The reason for the growth rate (3) is as follows. After following the sieving process discussed in the previous post, the problem comes down to something like the following: can one sieve out all (or almost all) of the primes in {[x,y]} by removing one residue class modulo {p} for all primes {p} in (say) {[x/4,x/2]}? Very roughly speaking, if one can solve this problem with {y = g(x) x}, then one can obtain a growth rate on {f(X)} of the shape {f(X) \sim g(\log X)}. (This is an oversimplification, as one actually has to sieve out a random subset of the primes, rather than all the primes in {[x,y]}, but never mind this detail for now.)

Using the quantitative “dense clusters of primes” machinery of Maynard, one can find lots of {k}-tuples in {[x,y]} which contain at least {\gg \log k} primes, for {k} as large as {\log^c x} or so (so that {\log k} is about {\log\log x}). By considering {k}-tuples in arithmetic progression, this means that one can find lots of residue classes modulo a given prime {p} in {[x/4,x/2]} that capture about {\log\log x} primes. In principle, this means that union of all these residue classes can cover about {\frac{x}{\log x} \log\log x} primes, allowing one to take {g(x)} as large as {\log\log x}, which corresponds to (3). However, there is a catch: the residue classes for different primes {p} may collide with each other, reducing the efficiency of the covering. In our previous papers on the subject, we selected the residue classes randomly, which meant that we had to insert an additional logarithmic safety margin in expected number of times each prime would be shifted out by one of the residue classes, in order to guarantee that we would (with high probability) sift out most of the primes. This additional safety margin is ultimately responsible for the {\log\log\log\log X} loss in (2).

The main innovation of this paper, beyond detailing James’ unpublished calculations, is to use ideas from the literature on efficient hypergraph covering, to avoid the need for a logarithmic safety margin. The hypergraph covering problem, roughly speaking, is to try to cover a set of {n} vertices using as few “edges” from a given hypergraph {H} as possible. If each edge has {m} vertices, then one certainly needs at least {n/m} edges to cover all the vertices, and the question is to see if one can come close to attaining this bound given some reasonable uniform distribution hypotheses on the hypergraph {H}. As before, random methods tend to require something like {\frac{n}{m} \log r} edges before one expects to cover, say {1-1/r} of the vertices.
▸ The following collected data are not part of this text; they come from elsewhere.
//! Unified error system for the hotel back office
//!
//! This module provides:
//! - [`ErrorCode`]: Standardized error codes for all error types
//! - [`ErrorCategory`]: Classification of errors by domain
//! - [`AppError`]: Rich error type with codes, messages, and details
//!
//! # Error Code Ranges
//!
//! - 0xxx: General errors (validation, integrity conflicts)
//! - 1xxx: Employee and admin registry errors
//! - 2xxx: Guest errors
//! - 3xxx: Room and room type errors
//! - 4xxx: Booking errors
//! - 5xxx: Payment errors
//! - 6xxx: Service errors
//! - 9xxx: System errors
//!
//! # Example
//!
//! ```
//! use shared::error::{AppError, ErrorCode};
//!
//! let err = AppError::with_message(ErrorCode::GuestPassportExists, "Passport AB123 exists")
//!     .with_detail("field", "passport_number");
//! assert_eq!(err.code.code(), 2002);
//! ```

mod category;
mod codes;
mod types;

pub use category::ErrorCategory;
pub use codes::{ErrorCode, InvalidErrorCode};
pub use types::{AppError, AppResult};
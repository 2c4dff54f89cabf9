//! Fixed-point money type
//!
//! Currency columns are `DECIMAL(10, 2)` in the schema: at most ten digits,
//! two of them after the decimal point. SQLite has no exact decimal type, so
//! values are stored as canonical TEXT with exactly two places and parsed
//! back through [`rust_decimal::Decimal`]. Binding a value that does not fit
//! the column fails instead of being rounded.

use rust_decimal::Decimal;
use serde::{Deserialize, Serialize};
use std::fmt;
use std::str::FromStr;

/// Total significant digits allowed for currency columns
pub const MONEY_MAX_DIGITS: u32 = 10;

/// Digits after the decimal point allowed for currency columns
pub const MONEY_DECIMAL_PLACES: u32 = 2;

/// Exact base-10 amount (prices, totals, payments)
#[derive(
    Debug, Clone, Copy, PartialEq, Eq, PartialOrd, Ord, Hash, Default, Serialize, Deserialize,
)]
#[serde(transparent)]
pub struct Money(pub Decimal);

impl Money {
    pub const ZERO: Money = Money(Decimal::ZERO);

    /// Build from an integer mantissa and scale: `Money::new(12550, 2)` is 125.50
    pub fn new(mantissa: i64, scale: u32) -> Self {
        Self(Decimal::new(mantissa, scale))
    }

    pub fn amount(&self) -> Decimal {
        self.0
    }

    /// Check the value fits `DECIMAL(max_digits, decimal_places)`.
    ///
    /// Trailing zeros do not count: `12.500` fits two places.
    pub fn fits_precision(&self, max_digits: u32, decimal_places: u32) -> bool {
        let normalized = self.0.normalize();
        if normalized.scale() > decimal_places {
            return false;
        }
        let whole_digits = max_digits.saturating_sub(decimal_places) as usize;
        let whole = normalized.abs().trunc().normalize();
        whole.is_zero() || whole.to_string().len() <= whole_digits
    }

    /// Check against the schema's currency precision (10 digits, 2 places)
    pub fn fits_column(&self) -> bool {
        self.fits_precision(MONEY_MAX_DIGITS, MONEY_DECIMAL_PLACES)
    }
}

impl From<Decimal> for Money {
    fn from(value: Decimal) -> Self {
        Self(value)
    }
}

impl From<i64> for Money {
    fn from(value: i64) -> Self {
        Self(Decimal::from(value))
    }
}

impl FromStr for Money {
    type Err = rust_decimal::Error;

    fn from_str(s: &str) -> Result<Self, Self::Err> {
        Decimal::from_str(s.trim()).map(Self)
    }
}

impl fmt::Display for Money {
    fn fmt(&self, f: &mut fmt::Formatter<'_>) -> fmt::Result {
        write!(f, "{:.2}", self.0)
    }
}

#[cfg(feature = "db")]
mod sqlite {
    use super::{MONEY_DECIMAL_PLACES, MONEY_MAX_DIGITS, Money};
    use sqlx::encode::IsNull;
    use sqlx::error::BoxDynError;
    use sqlx::sqlite::SqliteTypeInfo;
    use sqlx::{Database, Decode, Encode, Sqlite, Type};

    impl Type<Sqlite> for Money {
        fn type_info() -> SqliteTypeInfo {
            <String as Type<Sqlite>>::type_info()
        }

        fn compatible(ty: &SqliteTypeInfo) -> bool {
            <String as Type<Sqlite>>::compatible(ty)
        }
    }

    impl<'q> Encode<'q, Sqlite> for Money {
        fn encode_by_ref(
            &self,
            buf: &mut <Sqlite as Database>::ArgumentBuffer<'q>,
        ) -> Result<IsNull, BoxDynError> {
            if !self.fits_column() {
                return Err(format!(
                    "Amount {} does not fit DECIMAL({MONEY_MAX_DIGITS}, {MONEY_DECIMAL_PLACES})",
                    self.0
                )
                .into());
            }
            <String as Encode<'q, Sqlite>>::encode(self.to_string(), buf)
        }
    }

    impl<'r> Decode<'r, Sqlite> for Money {
        fn decode(value: <Sqlite as Database>::ValueRef<'r>) -> Result<Self, BoxDynError> {
            let text = <String as Decode<'r, Sqlite>>::decode(value)?;
            Ok(text.parse::<Money>()?)
        }
    }
}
However, it turns out (under reasonable hypotheses on {H}) to eliminate this logarithmic loss, by using what is now known as the “semi-random method” or the “Rödl nibble”. The idea is to randomly select a small number of edges (a first “nibble”) – small enough that the edges are unlikely to overlap much with each other, thus obtaining maximal efficiency. Then, one pauses to remove all the edges from {H} that intersect edges from this first nibble, so that all remaining edges will not overlap with the existing edges. One then randomly selects another small number of edges (a second “nibble”), and repeats this process until enough nibbles are taken to cover most of the vertices. Remarkably, it turns out that under some reasonable assumptions on the hypergraph {H}, one can maintain control on the uniform distribution of the edges throughout the nibbling process, and obtain an efficient hypergraph covering. This strategy was carried out in detail in an influential paper of Pippenger and Spencer.

In our setup, the vertices are the primes in {[x,y]}, and the edges are the intersection of the primes with various residue classes. (Technically, we have to work with a family of hypergraphs indexed by a prime {p}, rather than a single hypergraph, but let me ignore this minor technical detail.) The semi-random method would in principle eliminate the logarithmic loss and recover the bound (3). However, there is a catch: the analysis of Pippenger and Spencer relies heavily on the assumption that the hypergraph is uniform, that is to say all edges have the same size. In our context, this requirement would mean that each residue class captures exactly the same number of primes, which is not the case; we only control the number of primes in an average sense, but we were unable to obtain any concentration of measure to come close to verifying this hypothesis. And indeed, the semi-random method, when applied naively, does not work well with edges of variable size – the problem is that edges of large size are much more likely to be eliminated after each nibble than edges of small size, since they have many more vertices that could overlap with the previous nibbles. Since the large edges are clearly the more useful ones for the covering problem than small ones, this bias towards eliminating large edges significantly reduces the efficiency of the semi-random method (and also greatly complicates the analysis of that method).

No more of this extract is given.